(Beginning of Input for this task)

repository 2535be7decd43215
//! Route definitions for `/org-units`.

use axum::routing::{get, post};
use axum::Router;

use crate::handlers::org_units;
use crate::state::AppState;

/// Static segments are registered alongside `/{id}`; the router prefers
/// them over the capture.
///
/// ```text
/// GET, POST          /            -> list, create (admin)
/// GET                /children    -> units plus descendants (?ids=)
/// GET                /graph       -> units plus ancestors and descendants (?ids=)
/// GET                /reachable   -> units reachable through active units
/// POST               /recount     -> rewrite all counters (admin)
/// GET, POST          /types       -> list, create unit types
/// GET, PUT, DELETE   /{id}        -> get, update, deactivate (admin)
/// ```
pub fn router() -> Router<AppState> {
    Router::new()
        .route(
            "/",
            get(org_units::list_org_units).post(org_units::create_org_unit),
        )
        .route("/children", get(org_units::get_with_children))
        .route("/graph", get(org_units::get_with_graph))
        .route("/reachable", get(org_units::list_reachable))
        .route("/recount", post(org_units::recount))
        .route(
            "/types",
            get(org_units::list_types).post(org_units::create_type),
        )
        .route(
            "/{id}",
            get(org_units::get_org_unit)
                .put(org_units::update_org_unit)
                .delete(org_units::deactivate_org_unit),
        )
}
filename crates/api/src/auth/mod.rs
pub mod jwt;
pub mod password;
//! Repository for the `mail_logs` table.

use sqlx::PgPool;
use learnhub_core::types::DbId;

use crate::models::mail_log::MailLog;

/// Records outbound mail that could not be delivered.
pub struct MailLogRepo;

impl MailLogRepo {
    pub async fn create(
        pool: &PgPool,
        to_email: &str,
        subject: &str,
        template: &str,
        context: &serde_json::Value,
        error: &str,
    ) -> Result<DbId, sqlx::Error> {
        sqlx::query_scalar(
            "INSERT INTO mail_logs (to_email, subject, template, context, error) \
             VALUES ($1, $2, $3, $4, $5) \
             RETURNING id",
        )
        .bind(to_email)
        .bind(subject)
        .bind(template)
        .bind(context)
        .bind(error)
        .fetch_one(pool)
        .await
    }

    /// Most recent failures first.
    pub async fn list(pool: &PgPool, limit: i64) -> Result<Vec<MailLog>, sqlx::Error> {
        sqlx::query_as::<_, MailLog>(
            "SELECT id, to_email, subject, template, context, error, created_at \
             FROM mail_logs ORDER BY created_at DESC, id DESC LIMIT $1",
        )
        .bind(limit)
        .fetch_all(pool)
        .await
    }
}
//! Success envelope shared by every handler.

use serde::Serialize;

/// `{ "success": true, "data": ... }`.
#[derive(Debug, Serialize)]
pub struct ApiResponse<T: Serialize> {
    pub success: bool,
    pub data: T,
}

impl<T: Serialize> ApiResponse<T> {
    pub fn ok(data: T) -> Self {
        Self {
            success: true,
            data,
        }
    }
}
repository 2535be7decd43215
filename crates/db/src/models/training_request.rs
//! Training request models and DTOs.

use serde::{Deserialize, Serialize};
use sqlx::FromRow;
use learnhub_core::types::{DbId, Timestamp};

/// A row from the `training_requests` table.
#[derive(Debug, Clone, FromRow, Serialize)]
pub struct TrainingRequest {
    pub id: DbId,
    pub course_id: DbId,
    pub title: String,
    pub description: Option<String>,
    pub status: String,
    pub pending_attendee_ids: Vec<DbId>,
    pub completed_attendee_ids: Vec<DbId>,
    pub requested_by: Option<DbId>,
    pub created_at: Timestamp,
    pub updated_at: Timestamp,
}

/// DTO for creating a training request.
#[derive(Debug, Clone, Deserialize)]
pub struct CreateTrainingRequest {
    pub course_id: DbId,
    pub title: String,
    pub description: Option<String>,
}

(End of Input for this task)

What you will do -> Calculate the number of lines above that include the word "filename", giving that number by itself.

The answer -> 2